### WHAT IS EXPECTED
Retype every entry below exactly as it stands.

### Stored data
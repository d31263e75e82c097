//! Registry of running queues, keyed by queue URL

use std::sync::Arc;

use dashmap::DashMap;
use tracing::info;

use crate::actor::QueueHandle;
use crate::clock::{Clock, SystemClock};
use crate::queue::{QueueConfig, QueueStore};

/// Settings used to derive queue URLs and ARNs
#[derive(Debug, Clone, PartialEq, Eq)]
pub struct RegistryConfig {
    /// Base URL clients reach the broker at, without a trailing slash
    pub endpoint: String,
    pub account_id: String,
    pub region: String,
}

impl Default for RegistryConfig {
    fn default() -> Self {
        Self {
            endpoint: "http://localhost:4566".to_string(),
            account_id: "000000000000".to_string(),
            region: "us-east-1".to_string(),
        }
    }
}

/// Concurrent map from queue URL to the actor serving that queue.
///
/// Only identity resolution is guarded here; operations on different queues
/// proceed independently inside their own actors.
#[derive(Debug)]
pub struct QueueRegistry {
    queues: DashMap<String, QueueHandle>,
    config: RegistryConfig,
    clock: Arc<dyn Clock>,
}

impl Default for QueueRegistry {
    fn default() -> Self {
        Self::new(RegistryConfig::default())
    }
}

impl QueueRegistry {
    pub fn new(config: RegistryConfig) -> Self {
        Self::with_clock(config, Arc::new(SystemClock))
    }

    pub fn with_clock(config: RegistryConfig, clock: Arc<dyn Clock>) -> Self {
        Self {
            queues: DashMap::new(),
            config,
            clock,
        }
    }

    pub fn config(&self) -> &RegistryConfig {
        &self.config
    }

    pub fn queue_url(&self, name: &str) -> String {
        format!(
            "{}/{}/{}",
            self.config.endpoint.trim_end_matches('/'),
            self.config.account_id,
            name
        )
    }

    pub fn queue_arn(&self, name: &str) -> String {
        format!(
            "arn:aws:sqs:{}:{}:{}",
            self.config.region, self.config.account_id, name
        )
    }

    pub fn resolve(&self, url: &str) -> Option<QueueHandle> {
        self.queues.get(url).map(|q| q.value().clone())
    }

    /// Linear scan; names are unique because URLs are derived from them.
    pub fn find_by_name(&self, name: &str) -> Option<(QueueHandle, String)> {
        self.queues
            .iter()
            .find(|q| q.value().name() == name)
            .map(|q| (q.value().clone(), q.key().clone()))
    }

    /// Return the queue called `name`, creating it with defaults if absent.
    pub fn create_if_absent(&self, name: &str) -> (QueueHandle, String) {
        self.create_if_absent_with(name, QueueConfig::default())
    }

    /// Like [`create_if_absent`](Self::create_if_absent), but a newly created
    /// queue starts with `config`. An existing queue keeps its configuration.
    pub fn create_if_absent_with(&self, name: &str, config: QueueConfig) -> (QueueHandle, String) {
        let url = self.queue_url(name);
        let handle = self
            .queues
            .entry(url.clone())
            .or_insert_with(|| {
                info!(name = %name, url = %url, "Creating queue");
                let store = QueueStore::new(name, self.queue_arn(name), config, self.clock.now());
                QueueHandle::spawn(store, url.clone(), self.clock.clone())
            })
            .value()
            .clone();
        (handle, url)
    }

    /// Unregister the queue and stop its actor. Returns false for an unknown URL.
    pub fn delete(&self, url: &str) -> bool {
        match self.queues.remove(url) {
            Some((_, handle)) => {
                info!(name = %handle.name(), url = %url, "Deleting queue");
                handle.shutdown();
                true
            }
            None => false,
        }
    }

    /// Snapshot of every registered queue URL, in no particular order
    pub fn list_all(&self) -> Vec<String> {
        self.list(None)
    }

    pub fn list(&self, name_prefix: Option<&str>) -> Vec<String> {
        self.queues
            .iter()
            .filter(|q| match name_prefix {
                Some(prefix) => q.value().name().starts_with(prefix),
                None => true,
            })
            .map(|q| q.key().clone())
            .collect()
    }

    pub fn len(&self) -> usize {
        self.queues.len()
    }

    pub fn is_empty(&self) -> bool {
        self.queues.is_empty()
    }
}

### EXPECTED ANSWER
repository d31263e75e82c097
//! Registry of running queues, keyed by queue URL

use std::sync::Arc;

use dashmap::DashMap;
use tracing::info;

use crate::actor::QueueHandle;
use crate::clock::{Clock, SystemClock};
use crate::queue::{QueueConfig, QueueStore};

/// Settings used to derive queue URLs and ARNs
#[derive(Debug, Clone, PartialEq, Eq)]
pub struct RegistryConfig {
    /// Base URL clients reach the broker at, without a trailing slash
    pub endpoint: String,
    pub account_id: String,
    pub region: String,
}

impl Default for RegistryConfig {
    fn default() -> Self {
        Self {
            endpoint: "http://localhost:4566".to_string(),
            account_id: "000000000000".to_string(),
            region: "us-east-1".to_string(),
        }
    }
}

/// Concurrent map from queue URL to the actor serving that queue.
///
/// Only identity resolution is guarded here; operations on different queues
/// proceed independently inside their own actors.
#[derive(Debug)]
pub struct QueueRegistry {
    queues: DashMap<String, QueueHandle>,
    config: RegistryConfig,
    clock: Arc<dyn Clock>,
}

impl Default for QueueRegistry {
    fn default() -> Self {
        Self::new(RegistryConfig::default())
    }
}

impl QueueRegistry {
    pub fn new(config: RegistryConfig) -> Self {
        Self::with_clock(config, Arc::new(SystemClock))
    }

    pub fn with_clock(config: RegistryConfig, clock: Arc<dyn Clock>) -> Self {
        Self {
            queues: DashMap::new(),
            config,
            clock,
        }
    }

    pub fn config(&self) -> &RegistryConfig {
        &self.config
    }

    pub fn queue_url(&self, name: &str) -> String {
        format!(
            "{}/{}/{}",
            self.config.endpoint.trim_end_matches('/'),
            self.config.account_id,
            name
        )
    }

    pub fn queue_arn(&self, name: &str) -> String {
        format!(
            "arn:aws:sqs:{}:{}:{}",
            self.config.region, self.config.account_id, name
        )
    }

    pub fn resolve(&self, url: &str) -> Option<QueueHandle> {
        self.queues.get(url).map(|q| q.value().clone())
    }

    /// Linear scan; names are unique because URLs are derived from them.
    pub fn find_by_name(&self, name: &str) -> Option<(QueueHandle, String)> {
        self.queues
            .iter()
            .find(|q| q.value().name() == name)
            .map(|q| (q.value().clone(), q.key().clone()))
    }

    /// Return the queue called `name`, creating it with defaults if absent.
    pub fn create_if_absent(&self, name: &str) -> (QueueHandle, String) {
        self.create_if_absent_with(name, QueueConfig::default())
    }

    /// Like [`create_if_absent`](Self::create_if_absent), but a newly created
    /// queue starts with `config`. An existing queue keeps its configuration.
    pub fn create_if_absent_with(&self, name: &str, config: QueueConfig) -> (QueueHandle, String) {
        let url = self.queue_url(name);
        let handle = self
            .queues
            .entry(url.clone())
            .or_insert_with(|| {
                info!(name = %name, url = %url, "Creating queue");
                let store = QueueStore::new(name, self.queue_arn(name), config, self.clock.now());
                QueueHandle::spawn(store, url.clone(), self.clock.clone())
            })
            .value()
            .clone();
        (handle, url)
    }

    /// Unregister the queue and stop its actor. Returns false for an unknown URL.
    pub fn delete(&self, url: &str) -> bool {
        match self.queues.remove(url) {
            Some((_, handle)) => {
                info!(name = %handle.name(), url = %url, "Deleting queue");
                handle.shutdown();
                true
            }
            None => false,
        }
    }

    /// Snapshot of every registered queue URL, in no particular order
    pub fn list_all(&self) -> Vec<String> {
        self.list(None)
    }

    pub fn list(&self, name_prefix: Option<&str>) -> Vec<String> {
        self.queues
            .iter()
            .filter(|q| match name_prefix {
                Some(prefix) => q.value().name().starts_with(prefix),
                None => true,
            })
            .map(|q| q.key().clone())
            .collect()
    }

    pub fn len(&self) -> usize {
        self.queues.len()
    }

    pub fn is_empty(&self) -> bool {
        self.queues.is_empty()
    }
}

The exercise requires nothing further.